I dropped out of the bidding for Brown at $3.25 million a year, and I am the better for it. Our defensive coordinator, former Carolina linebackers coach Kevin Steele, will use the 3-4, so I knew we had to have a talented set of linebackers. Our starting quartet will crush people, and they'll do it for a combined cap figure of $4.55 million in 1997. What a bargain!
You might not have heard of Mike Jones, which is one reason that I only had to pay him $1.4 million. But I'm betting he'll be our defensive MVP. Jones, a six-year veteran of the Oakland Raiders and a converted college running back, is only 6'1" and 230, but he plays outside linebacker like a kamikaze special-teamer. I brought in reliable Vinson Smith (Chicago Bears) to be the defensive signal-caller at strongside inside linebacker, and Micheal Barrow (Houston Oilers) will man the other inside spot. I'm counting on Barrow for at least 10 sacks, and even at a modest 236 pounds he will provide a physical presence (remember the hit he put on San Francisco 49ers quarterback Steve Young last October in the Astrodome?). My other outside backer, Jim Schwantz, is always around the ball. The Cowboys wanted to keep him, but they're so tight against the cap that they couldn't afford another $750,000 salary.
Add our starting down linemen to the mix, and I believe the Kings' front seven is the best in the AFC. My two ends, Michael Bankston (Arizona Cardinals) and Robert Porcher (Detroit Lions), are good against the run, but they can also go get the quarterback. Everyone thought nosetackle Gilbert Brown would re-sign with the Green Bay Packers, but when Brett Favre broke the bank with a contract extension that included a $12 million signing bonus, the Pack suddenly found it couldn't fit Brown under its cap. I used more of Mr. Gates's money to get the services of Brown, who at 360-plus pounds is the biggest and niftiest run-stopper since the Fridge. The Dawg Pound will love this guy, but it won't be throwing dog bones at him. Maybe doughnuts.

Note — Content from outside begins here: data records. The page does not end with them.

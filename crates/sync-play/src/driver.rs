//! Maps committed [`SyncModel`] transitions onto real players.
//!
//! The coordinator emits intent only. A host wires its concrete video
//! player and speech engine behind the two capability traits here and feeds
//! every observed model into [`PlaybackDriver::apply`], which issues the
//! command delta between the previous and the new model. The driver is the
//! single place that knows, for example, that `VideoWaiting` means "pause
//! the video, let speech run".
//!
//! Player settings (voice, volumes, rates) belong to the concrete trait
//! implementations as explicit configuration; none of them influence the
//! synchronization logic.

use crate::model::{ControllerInfo, DriftState, SyncModel};

/// Drives playback of the video track.
pub trait VideoPlayback {
    fn play(&mut self);
    fn pause(&mut self);
    /// Precise seek, issued when a seek commits.
    fn seek(&mut self, seconds: f64);
    /// Best-effort (tolerant) seek, issued repeatedly while the user drags.
    fn scrub(&mut self, seconds: f64);
}

/// Drives playback of the synthesized speech track.
///
/// Implementations are expected to call the coordinator's
/// `speech_phrase_finished` when an utterance ends, closing the loop.
pub trait SpeechPlayback {
    /// False when no voice is selected or the speech volume is zero. The
    /// host mirrors this into the coordinator's `set_speech_active`.
    fn is_active(&self) -> bool;
    /// Start or continue speaking the current phrase.
    fn restart(&mut self);
    fn pause(&mut self);
    /// Abandon the current utterance entirely (phrase changed).
    fn stop(&mut self);
}

/// Applies model transitions to a video/speech player pair.
pub struct PlaybackDriver<V, S> {
    video: V,
    speech: S,
    last: SyncModel,
}

impl<V: VideoPlayback, S: SpeechPlayback> PlaybackDriver<V, S> {
    pub fn new(video: V, speech: S) -> Self {
        Self {
            video,
            speech,
            last: SyncModel::ZERO,
        }
    }

    pub fn video(&self) -> &V {
        &self.video
    }

    pub fn video_mut(&mut self) -> &mut V {
        &mut self.video
    }

    pub fn speech(&self) -> &S {
        &self.speech
    }

    pub fn speech_mut(&mut self) -> &mut S {
        &mut self.speech
    }

    /// Issue the commands that take the players from the previously applied
    /// model to `next`.
    ///
    /// The caller must still reconcile the phrase-list cursor with the
    /// coordinator (`ready_to_start`) after a phrase change; the driver only
    /// talks to the players.
    pub fn apply(&mut self, next: SyncModel) {
        let prev = self.last;

        if next.phrase_index != prev.phrase_index {
            self.speech.stop();
        }

        match next.controller_info {
            ControllerInfo::Playing => {
                if let ControllerInfo::Seeking(info) = prev.controller_info {
                    self.video.seek(info.target_secs);
                }

                if next.drift_state == DriftState::VideoWaiting {
                    self.video.pause();
                } else {
                    self.video.play();
                }

                if next.drift_state == DriftState::SpeechWaiting {
                    self.speech.pause();
                } else {
                    self.speech.restart();
                }
            }
            ControllerInfo::Pausing => {
                if let ControllerInfo::Seeking(info) = prev.controller_info {
                    self.video.seek(info.target_secs);
                }

                self.video.pause();
                self.speech.pause();
            }
            ControllerInfo::Seeking(info) => {
                // stop both while dragging so playback does not fight the
                // slider; playback resumes on finish_seek
                if matches!(prev.controller_info, ControllerInfo::Playing) {
                    self.video.pause();
                    self.speech.pause();
                }

                self.video.scrub(info.target_secs);
            }
        }

        self.last = next;
    }
}

#[cfg(test)]
mod tests {
    use super::*;
    use crate::model::SeekInfo;

    #[derive(Default)]
    struct RecordingVideo {
        commands: Vec<String>,
    }

    impl VideoPlayback for RecordingVideo {
        fn play(&mut self) {
            self.commands.push("play".into());
        }
        fn pause(&mut self) {
            self.commands.push("pause".into());
        }
        fn seek(&mut self, seconds: f64) {
            self.commands.push(format!("seek {seconds}"));
        }
        fn scrub(&mut self, seconds: f64) {
            self.commands.push(format!("scrub {seconds}"));
        }
    }

    #[derive(Default)]
    struct RecordingSpeech {
        commands: Vec<String>,
    }

    impl SpeechPlayback for RecordingSpeech {
        fn is_active(&self) -> bool {
            true
        }
        fn restart(&mut self) {
            self.commands.push("restart".into());
        }
        fn pause(&mut self) {
            self.commands.push("pause".into());
        }
        fn stop(&mut self) {
            self.commands.push("stop".into());
        }
    }

    fn driver() -> PlaybackDriver<RecordingVideo, RecordingSpeech> {
        PlaybackDriver::new(RecordingVideo::default(), RecordingSpeech::default())
    }

    fn model(
        controller_info: ControllerInfo,
        drift_state: DriftState,
        phrase_index: usize,
    ) -> SyncModel {
        SyncModel {
            controller_info,
            drift_state,
            phrase_index,
        }
    }

    use ControllerInfo::{Pausing, Playing, Seeking};
    use DriftState::{BothRunning, SpeechWaiting, VideoWaiting};

    #[test]
    fn playing_runs_both_players() {
        let mut d = driver();

        d.apply(model(Playing, BothRunning, 0));

        assert_eq!(d.video().commands, ["play"]);
        assert_eq!(d.speech().commands, ["restart"]);
    }

    #[test]
    fn video_waiting_pauses_video_and_lets_speech_run() {
        let mut d = driver();
        d.apply(model(Playing, BothRunning, 0));

        d.apply(model(Playing, VideoWaiting, 0));

        assert_eq!(d.video().commands, ["play", "pause"]);
        assert_eq!(d.speech().commands, ["restart", "restart"]);
    }

    #[test]
    fn speech_waiting_pauses_speech_and_lets_video_run() {
        let mut d = driver();
        d.apply(model(Playing, BothRunning, 0));

        d.apply(model(Playing, SpeechWaiting, 0));

        assert_eq!(d.video().commands, ["play", "play"]);
        assert_eq!(d.speech().commands, ["restart", "pause"]);
    }

    #[test]
    fn pausing_pauses_both() {
        let mut d = driver();
        d.apply(model(Playing, BothRunning, 0));

        d.apply(model(Pausing, BothRunning, 0));

        assert_eq!(d.video().commands, ["play", "pause"]);
        assert_eq!(d.speech().commands, ["restart", "pause"]);
    }

    #[test]
    fn phrase_change_stops_the_current_utterance() {
        let mut d = driver();
        d.apply(model(Playing, BothRunning, 0));

        d.apply(model(Playing, BothRunning, 1));

        assert_eq!(d.speech().commands, ["restart", "stop", "restart"]);
    }

    #[test]
    fn drag_from_playing_pauses_both_and_scrubs() {
        let mut d = driver();
        d.apply(model(Playing, BothRunning, 0));

        let seek = SeekInfo {
            target_secs: 35.0,
            was_playing: true,
        };
        d.apply(model(Seeking(seek), BothRunning, 0));
        d.apply(model(
            Seeking(SeekInfo {
                target_secs: 36.5,
                ..seek
            }),
            BothRunning,
            0,
        ));

        assert_eq!(d.video().commands, ["play", "pause", "scrub 35", "scrub 36.5"]);
        assert_eq!(d.speech().commands, ["restart", "pause"]);
    }

    #[test]
    fn finishing_a_seek_seeks_precisely_then_resumes() {
        let mut d = driver();
        d.apply(model(Playing, BothRunning, 0));
        d.apply(model(
            Seeking(SeekInfo {
                target_secs: 35.0,
                was_playing: true,
            }),
            BothRunning,
            0,
        ));

        // finish_seek committed: back to Playing at the resolved phrase
        d.apply(model(Playing, BothRunning, 4));

        assert_eq!(
            d.video().commands,
            ["play", "pause", "scrub 35", "seek 35", "play"]
        );
        assert_eq!(d.speech().commands, ["restart", "pause", "stop", "restart"]);
    }

    #[test]
    fn finishing_a_seek_while_paused_stays_paused() {
        let mut d = driver();
        d.apply(model(
            Seeking(SeekInfo {
                target_secs: 102.0,
                was_playing: false,
            }),
            BothRunning,
            0,
        ));
        d.apply(model(Pausing, BothRunning, 12));

        assert_eq!(d.video().commands, ["scrub 102", "seek 102", "pause"]);
        assert_eq!(d.speech().commands, ["stop", "pause"]);
    }

    #[test]
    fn drag_from_pausing_does_not_touch_players_before_scrubbing() {
        let mut d = driver();

        d.apply(model(
            Seeking(SeekInfo {
                target_secs: 10.0,
                was_playing: false,
            }),
            BothRunning,
            0,
        ));

        assert_eq!(d.video().commands, ["scrub 10"]);
        assert!(d.speech().commands.is_empty());
    }
}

Taking yet another page from the Panthers, who hired a wise owl in linebacker Sam Mills to inspire their defense, we outbid the Steelers for cornerback Rod Woodson. Having lost maybe a half step after knee surgery two years ago, Woodson is determined to prove he isn't washed up, and I'm confident he'll regain his standing as the cover corner every team longs for. In fact, he has to be good because the rest of my secondary is shaky. The X factor is seventh-round draft pick Dexter Coakley, a hard-hitting linebacker from Appalachian State who will play strong safety as a pro.

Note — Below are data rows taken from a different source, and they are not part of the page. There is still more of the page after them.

//! The published synchronization state.
//!
//! [`SyncModel`] is a plain value combining three independent facets: the
//! user-driven controller mode, the drift classification between the two
//! timelines, and the active phrase index. It carries no behavior beyond a
//! copy-with-changes helper; every transition lives in
//! [`crate::coordinator::SyncCoordinator`].

/// Seek-in-progress detail: the scrub target and whether playback should
/// resume once the seek commits.
#[derive(Debug, Clone, Copy, PartialEq, serde::Serialize, serde::Deserialize)]
#[cfg_attr(feature = "specta", derive(specta::Type))]
#[serde(rename_all = "camelCase")]
pub struct SeekInfo {
    pub target_secs: f64,
    pub was_playing: bool,
}

/// User-driven controller mode.
#[derive(Debug, Clone, Copy, PartialEq, serde::Serialize, serde::Deserialize)]
#[cfg_attr(feature = "specta", derive(specta::Type))]
#[serde(tag = "type", rename_all = "camelCase")]
pub enum ControllerInfo {
    Playing,
    Pausing,
    /// A drag-in-progress seek. Only `finish_seek` commits it.
    Seeking(SeekInfo),
}

/// Which timeline, if either, is held so the other can catch up.
///
/// "Waiting" is purely a state value. The host, observing it, pauses the
/// corresponding real player; no thread ever blocks here.
#[derive(Debug, Clone, Copy, PartialEq, Eq, serde::Serialize, serde::Deserialize)]
#[cfg_attr(feature = "specta", derive(specta::Type))]
#[serde(tag = "type", rename_all = "camelCase")]
pub enum DriftState {
    /// No drift, normal advance.
    BothRunning,
    /// Video reached the next phrase boundary before speech finished the
    /// current phrase.
    VideoWaiting,
    /// Speech finished its phrase more than the drift tolerance ahead of
    /// the video.
    SpeechWaiting,
}

/// Complete synchronization intent at a point in time.
///
/// `phrase_index` is the index the model considers active; it may run ahead
/// of the phrase list's cursor, which the host reconciles by calling
/// `ready_to_start` after observing each new model. It may also run past the
/// end of the list — lookups there return `None` ("nothing currently
/// active"), never an error.
#[derive(Debug, Clone, Copy, PartialEq, serde::Serialize, serde::Deserialize)]
#[cfg_attr(feature = "specta", derive(specta::Type))]
#[serde(rename_all = "camelCase")]
pub struct SyncModel {
    pub controller_info: ControllerInfo,
    pub drift_state: DriftState,
    pub phrase_index: usize,
}

impl SyncModel {
    /// Initial state: paused, no drift, first phrase.
    pub const ZERO: SyncModel = SyncModel {
        controller_info: ControllerInfo::Pausing,
        drift_state: DriftState::BothRunning,
        phrase_index: 0,
    };

    pub fn with_controller(self, controller_info: ControllerInfo) -> SyncModel {
        SyncModel {
            controller_info,
            ..self
        }
    }
}

impl Default for SyncModel {
    fn default() -> Self {
        Self::ZERO
    }
}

Now for the special teams. While at Perm State, my rookie kicker, Brett Conway, made a 52-yard field goal. My punter, Chris Mohr, killed an AFC-high 27 punts inside the 20 for the Buffalo Bills last season. We also have five of the top-10 special-teamers in the game: Schwantz, Steve Tasker (Bills), Darrick Brownlow (Washington Redskins), Bob Christian (Panthers) and Ed Sutter (Baltimore Ravens). We stole Scott O'Brien, the best young special teams coach in the business, from the Ravens. Hey, turnabout is fair play.
On offense I landed four guys who are key to making sure Manning doesn't have to carry too much of the load early on. He'll hand the ball off to the best free-agent back south of Jerome Bettis, former Cincinnati Bengals rusher Garrison Hearst, and he'll throw it to Tony Martin (San Diego Chargers), now a $3 million-a-year wideout. Martin pushes himself, as Jerry Rice does, through a grueling off-season training regimen, and we'll make sure our young players see that work ethic. Finally, Manning will have two top-notch bodyguards—left tackle Paul Gruber, late of the Tampa Bay Buccaneers, and Steve Everitt (Ravens), the second-best center in the game, behind the Steelers' Dermontti Dawson. The offensive dark horse is tight end Chris Gedney (Bears), a complete package whose four NFL seasons have been shortened by freak injuries. His former coach, Dave Wannstedt, thinks Gedney might be the equal of Packers Pro Bowl player Mark Chmura—if he can stay on the field for 16 games.
To light the fuses of the greatest football fans in America (who, by the way, were so excited about having a team two years earlier than the NFL promised that they decided to drop the Browns nickname and rename the franchise after me), we signed a former Cleveland favorite, 32-year-old linebacker Pepper Johnson, who played last season for the Detroit Lions. And we traded a 1998 fourth-round draft choice to the Ravens for another local hero, Earnest Byner, 34, because I'm a sentimental sap. Byner, of course, lost the Fumble during the 1987 AFC Championship Game against the Denver Broncos, keeping the Browns from reaching what would have been their only Super Bowl. After we announced the Byner deal, Willingham told me, "We're going to give Earnest the ball on our first play of the season. The crowd'll go nuts."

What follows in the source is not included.